This year about $85 billion of cuts to the discretionary portion of the US budget will be implemented, at least under current law which, as we know, could change. Dire consequences have been forecast. Could these forecasts come true?
First of all, we’ve spent a couple hours with the Congressional Budget Office papers on this topic, as well as other writings, trying to understand one thing: are these really cuts or do they merely slow the rate of growth of spending? As best as we can tell, these will be real cuts, such that the federal government will spend less on many things in 2013 versus what was spent in 2012. However, Social Security, Medicaid, federal interest payments, and several other programs are exempt from the cuts.

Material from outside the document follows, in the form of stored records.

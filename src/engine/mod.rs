//! The render pipeline.
//!
//! A render walks the template's `{{ }}` regions in document order, hands
//! each inner expression to the evaluator, and splices the stringified
//! result back into the surrounding literal text. Evaluation is strictly
//! sequential, so side-effecting builtins observe the variable store
//! deterministically.
//!
//! State is explicit: handlers receive an [`EngineState`] carrying the
//! context, the per-render variable store, the injected collaborators,
//! and the current nested-command depth. Nothing hides in closures.

pub mod args;
pub mod eval;
pub mod extract;

use std::collections::HashMap;
use std::time::Duration;
use tracing::debug;

use crate::context::{ContextBuilder, ExecutionContext};
use crate::error::{EngineError, RenderOutcome};
use crate::functions::{self, FunctionTable};
use crate::stores::Collaborators;
use crate::value::Value;

/// Engine tunables. The defaults match production behavior; tests shrink
/// them where useful.
#[derive(Debug, Clone)]
pub struct EngineConfig {
    /// Upper bound on registry entries loaded into one context snapshot.
    pub registry_snapshot_limit: usize,
    /// Maximum `(...)` rewrite passes per argument list.
    pub max_rewrite_passes: usize,
    /// Maximum nested-command (`execCC`) depth.
    pub max_call_depth: usize,
    /// Scheduler poll interval.
    pub poll_interval: Duration,
    /// Maximum due jobs consumed per scheduler pass.
    pub poll_batch: usize,
}

impl Default for EngineConfig {
    fn default() -> Self {
        Self {
            registry_snapshot_limit: 200,
            max_rewrite_passes: 16,
            max_call_depth: 8,
            poll_interval: Duration::from_secs(60),
            poll_batch: 25,
        }
    }
}

/// The template interpreter. One instance is shared by ad-hoc renders and
/// the scheduler; each render gets its own variable store.
pub struct Engine {
    pub(crate) deps: Collaborators,
    pub(crate) functions: FunctionTable,
    pub(crate) config: EngineConfig,
}

/// Explicit per-render state threaded through the evaluator and every
/// builtin handler.
pub struct EngineState<'e> {
    pub engine: &'e Engine,
    pub ctx: &'e ExecutionContext,
    pub vars: &'e mut HashMap<String, Value>,
    pub ephemeral: &'e mut bool,
    /// Current nested-command depth; `execCC` increments it.
    pub depth: usize,
}

impl Engine {
    pub fn new(deps: Collaborators) -> Self {
        Self::with_config(deps, EngineConfig::default())
    }

    pub fn with_config(deps: Collaborators, config: EngineConfig) -> Self {
        Self {
            deps,
            functions: functions::registry(),
            config,
        }
    }

    pub fn config(&self) -> &EngineConfig {
        &self.config
    }

    pub fn collaborators(&self) -> &Collaborators {
        &self.deps
    }

    /// Builds a context through [`ContextBuilder`], loading the registry
    /// snapshot once with the configured bound.
    pub async fn build_context(&self, builder: ContextBuilder) -> ExecutionContext {
        builder
            .build(self.deps.registry.as_ref(), self.config.registry_snapshot_limit)
            .await
    }

    /// Renders a template against a context.
    ///
    /// Only a handler failure aborts; every other irregularity has already
    /// been converted to in-band text by the time it reaches here.
    pub async fn render(&self, template: &str, ctx: &ExecutionContext) -> RenderOutcome {
        match self.render_at_depth(template, ctx, 0).await {
            Ok((output, ephemeral)) => RenderOutcome::ok(output, ephemeral),
            Err(err) => {
                debug!("render failed: {err}");
                RenderOutcome::failed(err.to_string())
            }
        }
    }

    /// Render entry shared by top-level calls and `execCC` re-entry.
    pub(crate) async fn render_at_depth(
        &self,
        template: &str,
        ctx: &ExecutionContext,
        depth: usize,
    ) -> Result<(String, bool), EngineError> {
        if depth > self.config.max_call_depth {
            return Err(EngineError::DepthExceeded(self.config.max_call_depth));
        }
        let expressions = extract::extract(template);
        debug!(
            expressions = expressions.len(),
            depth, "rendering template"
        );
        if expressions.is_empty() {
            return Ok((template.to_string(), false));
        }

        let mut vars = HashMap::new();
        let mut ephemeral = false;
        let mut output = String::with_capacity(template.len());
        let mut cursor = 0usize;

        for expr in &expressions {
            output.push_str(&template[cursor..expr.span.start]);
            let value = {
                let mut state = EngineState {
                    engine: self,
                    ctx,
                    vars: &mut vars,
                    ephemeral: &mut ephemeral,
                    depth,
                };
                eval::evaluate(&mut state, expr.inner).await?
            };
            output.push_str(&value.stringify());
            cursor = expr.span.end;
        }
        output.push_str(&template[cursor..]);
        Ok((output, ephemeral))
    }
}

impl std::fmt::Debug for Engine {
    fn fmt(&self, f: &mut std::fmt::Formatter<'_>) -> std::fmt::Result {
        f.debug_struct("Engine")
            .field("functions", &self.functions.len())
            .field("config", &self.config)
            .finish_non_exhaustive()
    }
}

There will be only a modest cut to Medicare reimbursement rates. So while a part of the budget will be reduced, another large part will keep growing.
The amount of the cuts in 2013 – at $85 billion – is around 0.5% of the overall US economy, and that’s overstated, because it is based on the US GDP in 2011, and the economy grew in 2012.
Will this mean a hit to the economy – a recession, job losses, an uptick in the unemployment rate? Not likely. The size of the cuts is minuscule relative to our economy and the cuts are lagged, with the full effect unfolding over months rather than immediately. For evidence that informs our opinion, we looked to state budget cuts from 2009 through fiscal year 2013. In fiscal 2009, states had to cover budget gaps of $110 billion – that’s for one single year. In 2010, it was a huge $191 billion gap; the following years the gaps were $130 billion, $107 billion and for this year, $55 billion. Yet despite this drag, the economy began growing in 2010, posting 3% for the year. An $85 billion cut from the federal government will be less than any of those single years, except 2013, and our economy is healthier now. In out years, as the sequestration continues, we expect state and local hiring to pick up, taking up some or all of the slack from the federal level austerity. In fact, we are particularly lucky in that the synchrony of these events is allowing for slower deficit spending – something that is crucial to the future health of America’s economy.